[Task brief]:
For each line in the records that contains "generic", make a copy.

***** Exercise data *****

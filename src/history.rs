use crate::instr::DecodedOperation;

use ringbuffer::{AllocRingBuffer, RingBuffer, RingBufferExt, RingBufferWrite};
use std::fmt;

///
/// One executed operation, recorded for post-mortem debugging.
///
#[derive(Debug, Clone, Eq, PartialEq)]
pub struct HistoryEntry {
    pub pc: u32,
    pub opcode: Vec<u8>,
    pub text: String,
    pub cycles: u32,
}

impl HistoryEntry {
    pub fn new(op: &DecodedOperation, cycles: u32) -> HistoryEntry {
        HistoryEntry {
            pc: op.base_address(),
            opcode: op.opcode().to_vec(),
            text: op.display().to_owned(),
            cycles,
        }
    }
}

impl fmt::Display for HistoryEntry {
    fn fmt(&self, f: &mut fmt::Formatter) -> fmt::Result {
        let bytes: Vec<String> = self.opcode.iter().map(|b| format!("{:02x}", b)).collect();
        write!(
            f,
            "{:08x}:\t{:<20}\t{:<24}\t({})",
            self.pc,
            bytes.join(" "),
            self.text,
            self.cycles
        )
    }
}

/// A bounded trace of the most recent operations, oldest first.
pub struct History {
    entries: AllocRingBuffer<HistoryEntry>,
}

impl History {
    /// The ring buffer wants a power-of-two capacity, so `capacity` is
    /// rounded up to the next one.
    pub fn new(capacity: usize) -> History {
        History {
            entries: AllocRingBuffer::with_capacity(capacity.max(1).next_power_of_two()),
        }
    }

    pub fn push(&mut self, entry: HistoryEntry) {
        self.entries.push(entry);
    }

    pub fn len(&self) -> usize {
        self.entries.len()
    }

    pub fn is_empty(&self) -> bool {
        self.entries.len() == 0
    }

    pub fn capacity(&self) -> usize {
        self.entries.capacity()
    }

    pub fn clear(&mut self) {
        self.entries.clear();
    }

    pub fn iter(&self) -> impl Iterator<Item = &HistoryEntry> {
        self.entries.iter()
    }

    pub fn last(&self) -> Option<&HistoryEntry> {
        self.entries.back()
    }
}

impl fmt::Debug for History {
    fn fmt(&self, f: &mut fmt::Formatter) -> fmt::Result {
        f.debug_list().entries(self.iter()).finish()
    }
}
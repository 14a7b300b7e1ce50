//! Width-generic ALU. Every function works on the low `size` bytes of
//! its inputs and returns a masked result together with a complete set
//! of arithmetic flags. Handlers that leave some flags untouched copy
//! them back from the register file themselves.

use crate::instr::OperandSize;
use crate::registers::FlagState;
use crate::utils::{
    add_overflow, borrow_out, carry_out, half_borrow, half_carry, halves, is_negative, is_zero,
    join_halves, parity_even, sign_extend, sub_overflow,
};

#[derive(Debug, Clone, Copy, Eq, PartialEq)]
pub struct AluResult {
    pub value: u32,
    pub flags: FlagState,
}

/// Rotate and shift flavours.
#[derive(Debug, Clone, Copy, Eq, PartialEq)]
pub enum Shift {
    Rlc,
    Rrc,
    Rl,
    Rr,
    Sla,
    Sra,
    Srl,
}

fn sign_zero(value: u32, size: OperandSize) -> FlagState {
    FlagState {
        sign: is_negative(value, size),
        zero: is_zero(value, size),
        ..FlagState::default()
    }
}

/// Add with optional carry in.
#[must_use]
pub fn add(a: u32, b: u32, carry: bool, size: OperandSize) -> AluResult {
    let value = a.wrapping_add(b).wrapping_add(u32::from(carry)) & size.mask();
    AluResult {
        value,
        flags: FlagState {
            half_carry: size == OperandSize::Byte && half_carry(a, b, carry),
            parity_overflow: add_overflow(a, b, value, size),
            subtract: false,
            carry: carry_out(a, b, carry, size),
            ..sign_zero(value, size)
        },
    }
}

/// Subtract with optional borrow in. Also used for compares.
#[must_use]
pub fn sub(a: u32, b: u32, borrow: bool, size: OperandSize) -> AluResult {
    let value = a.wrapping_sub(b).wrapping_sub(u32::from(borrow)) & size.mask();
    AluResult {
        value,
        flags: FlagState {
            half_carry: size == OperandSize::Byte && half_borrow(a, b, borrow),
            parity_overflow: sub_overflow(a, b, value, size),
            subtract: true,
            carry: borrow_out(a, b, borrow, size),
            ..sign_zero(value, size)
        },
    }
}

#[must_use]
pub fn inc(a: u32, size: OperandSize) -> AluResult {
    add(a, 1, false, size)
}

#[must_use]
pub fn dec(a: u32, size: OperandSize) -> AluResult {
    sub(a, 1, false, size)
}

#[must_use]
pub fn neg(a: u32, size: OperandSize) -> AluResult {
    sub(0, a, false, size)
}

fn logical(value: u32, half_carry: bool, size: OperandSize) -> AluResult {
    let value = value & size.mask();
    AluResult {
        value,
        flags: FlagState {
            half_carry,
            parity_overflow: parity_even(value, size),
            ..sign_zero(value, size)
        },
    }
}

/// AND always sets half-carry.
#[must_use]
pub fn and(a: u32, b: u32, size: OperandSize) -> AluResult {
    logical(a & b, true, size)
}

#[must_use]
pub fn or(a: u32, b: u32, size: OperandSize) -> AluResult {
    logical(a | b, false, size)
}

#[must_use]
pub fn xor(a: u32, b: u32, size: OperandSize) -> AluResult {
    logical(a ^ b, false, size)
}

#[must_use]
pub fn cpl(a: u32, size: OperandSize) -> AluResult {
    logical(!a, false, size)
}

/// True when bit `index` of `value` is set. The index wraps at the
/// operand width.
#[must_use]
pub fn test_bit(value: u32, index: u32, size: OperandSize) -> bool {
    value & (1 << (index % size.bits())) != 0
}

#[must_use]
pub fn set_bit(value: u32, index: u32, size: OperandSize) -> u32 {
    (value | (1 << (index % size.bits()))) & size.mask()
}

#[must_use]
pub fn reset_bit(value: u32, index: u32, size: OperandSize) -> u32 {
    value & !(1 << (index % size.bits())) & size.mask()
}

// Fewest single-bit steps that end in the same value and carry as
// `count` steps. Rotates are periodic; plain shifts settle once every
// bit has been pushed out.
fn settled_steps(kind: Shift, count: u32, size: OperandSize) -> u32 {
    let bits = size.bits();
    match kind {
        Shift::Rlc | Shift::Rrc if count == 0 => 0,
        Shift::Rlc | Shift::Rrc => (count - 1) % bits + 1,
        Shift::Rl | Shift::Rr => count % (bits + 1),
        Shift::Sla | Shift::Sra | Shift::Srl => count.min(bits + 1),
    }
}

/// Rotate or shift `value` by `count` single-bit steps. The count is
/// not masked to the operand width. Carry is the last bit shifted out;
/// a zero count leaves `carry` as it was.
#[must_use]
pub fn shift(kind: Shift, value: u32, count: u32, carry: bool, size: OperandSize) -> AluResult {
    let top = size.bits() - 1;
    let mut v = value & size.mask();
    let mut c = carry;

    for _ in 0..settled_steps(kind, count, size) {
        let msb = (v >> top) & 1 != 0;
        let lsb = v & 1 != 0;
        v = match kind {
            Shift::Rlc => (v << 1) | u32::from(msb),
            Shift::Rl => (v << 1) | u32::from(c),
            Shift::Sla => v << 1,
            Shift::Rrc => (v >> 1) | (u32::from(lsb) << top),
            Shift::Rr => (v >> 1) | (u32::from(c) << top),
            Shift::Sra => (v >> 1) | (v & size.sign_bit()),
            Shift::Srl => v >> 1,
        } & size.mask();
        c = match kind {
            Shift::Rlc | Shift::Rl | Shift::Sla => msb,
            Shift::Rrc | Shift::Rr | Shift::Sra | Shift::Srl => lsb,
        };
    }

    AluResult {
        value: v,
        flags: FlagState {
            parity_overflow: parity_even(v, size),
            carry: c,
            ..sign_zero(v, size)
        },
    }
}

/// Decimal-adjust the low byte of the accumulator after a BCD add or
/// subtract, using the incoming N, H and C flags.
#[must_use]
pub fn daa(a: u32, flags: FlagState) -> AluResult {
    let a = a & 0xff;
    let mut correction = 0;
    let mut carry = flags.carry;

    if flags.half_carry || (a & 0x0f) > 9 {
        correction |= 0x06;
    }
    if flags.carry || a > 0x99 {
        correction |= 0x60;
        carry = true;
    }

    let value = if flags.subtract {
        a.wrapping_sub(correction)
    } else {
        a.wrapping_add(correction)
    } & 0xff;

    AluResult {
        value,
        flags: FlagState {
            half_carry: (a ^ value) & 0x10 != 0,
            parity_overflow: parity_even(value, OperandSize::Byte),
            subtract: flags.subtract,
            carry,
            ..sign_zero(value, OperandSize::Byte)
        },
    }
}

/// Sign-extend the low half of `value` across the whole operand.
#[must_use]
pub fn ext(value: u32, size: OperandSize) -> u32 {
    sign_extend(value, size.bits() / 2) & size.mask()
}

/// Multiply the low half by the high half.
#[must_use]
pub fn mlt(value: u32, size: OperandSize) -> u32 {
    let (low, high) = halves(value, size);
    low.wrapping_mul(high) & size.mask()
}

/// Divide the high half by the low half, leaving the quotient in the
/// low half and the remainder in the high half. `None` on a zero divisor.
#[must_use]
pub fn div(value: u32, size: OperandSize, signed: bool) -> Option<u32> {
    let (divisor, dividend) = halves(value, size);
    if divisor == 0 {
        return None;
    }

    let half_bits = size.bits() / 2;
    let (quotient, remainder) = if signed {
        let n = sign_extend(dividend, half_bits) as i32;
        let d = sign_extend(divisor, half_bits) as i32;
        (n.wrapping_div(d) as u32, n.wrapping_rem(d) as u32)
    } else {
        (dividend / divisor, dividend % divisor)
    };

    Some(join_halves(quotient, remainder, size))
}

/// Cycles spent inside the multiplier/divider: one per bit of the half
/// width plus one per set bit of the operand.
#[must_use]
pub fn mul_div_cycles(value: u32, size: OperandSize) -> u32 {
    size.bits() / 2 + (value & size.mask()).count_ones()
}
//! Width-generic bit and arithmetic helpers shared by the ALU, the
//! decoder and the execution engine.

use crate::instr::OperandSize;

/// Sign-extend the low `bits` bits of `value` to a full 32-bit word.
pub fn sign_extend(value: u32, bits: u32) -> u32 {
    if bits == 0 || bits >= 32 {
        return value;
    }
    let shift = 32 - bits;
    (((value << shift) as i32) >> shift) as u32
}

/// Sign-extend a value of the given operand size to 32 bits.
pub fn sign_extend_size(value: u32, size: OperandSize) -> u32 {
    sign_extend(value, size.bits())
}

/// Interpret the low `size` bits of `value` as a two's complement integer.
pub fn as_signed(value: u32, size: OperandSize) -> i64 {
    i64::from(sign_extend_size(value & size.mask(), size) as i32)
}

pub fn is_negative(value: u32, size: OperandSize) -> bool {
    value & size.sign_bit() != 0
}

pub fn is_zero(value: u32, size: OperandSize) -> bool {
    value & size.mask() == 0
}

/// True when the masked value has an even number of set bits.
pub fn parity_even(value: u32, size: OperandSize) -> bool {
    (value & size.mask()).count_ones() % 2 == 0
}

/// Unsigned carry out of `a + b + carry` at the given width.
pub fn carry_out(a: u32, b: u32, carry: bool, size: OperandSize) -> bool {
    let sum = u64::from(a & size.mask()) + u64::from(b & size.mask()) + u64::from(carry);
    sum > u64::from(size.mask())
}

/// Unsigned borrow out of `a - b - borrow` at the given width.
pub fn borrow_out(a: u32, b: u32, borrow: bool, size: OperandSize) -> bool {
    u64::from(a & size.mask()) < u64::from(b & size.mask()) + u64::from(borrow)
}

/// Signed overflow of an addition that produced `result`.
pub fn add_overflow(a: u32, b: u32, result: u32, size: OperandSize) -> bool {
    (a ^ result) & (b ^ result) & size.sign_bit() != 0
}

/// Signed overflow of a subtraction that produced `result`.
pub fn sub_overflow(a: u32, b: u32, result: u32, size: OperandSize) -> bool {
    (a ^ b) & (a ^ result) & size.sign_bit() != 0
}

/// Carry from bit 3 into bit 4. Only meaningful for byte operations.
pub fn half_carry(a: u32, b: u32, carry: bool) -> bool {
    (a & 0x0f) + (b & 0x0f) + u32::from(carry) > 0x0f
}

/// Borrow from bit 4 into bit 3. Only meaningful for byte operations.
pub fn half_borrow(a: u32, b: u32, borrow: bool) -> bool {
    (a & 0x0f) < (b & 0x0f) + u32::from(borrow)
}

/// Split a value into its (low, high) halves.
pub fn halves(value: u32, size: OperandSize) -> (u32, u32) {
    let half = size.bits() / 2;
    let half_mask = (1u32 << half) - 1;
    (value & half_mask, (value >> half) & half_mask)
}

/// Join (low, high) halves back into a value of the given size.
pub fn join_halves(low: u32, high: u32, size: OperandSize) -> u32 {
    let half = size.bits() / 2;
    let half_mask = (1u32 << half) - 1;
    ((low & half_mask) | ((high & half_mask) << half)) & size.mask()
}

*****

[Exercise output]:
//! Width-generic ALU. Every function works on the low `size` bytes of
//! Width-generic bit and arithmetic helpers shared by the ALU, the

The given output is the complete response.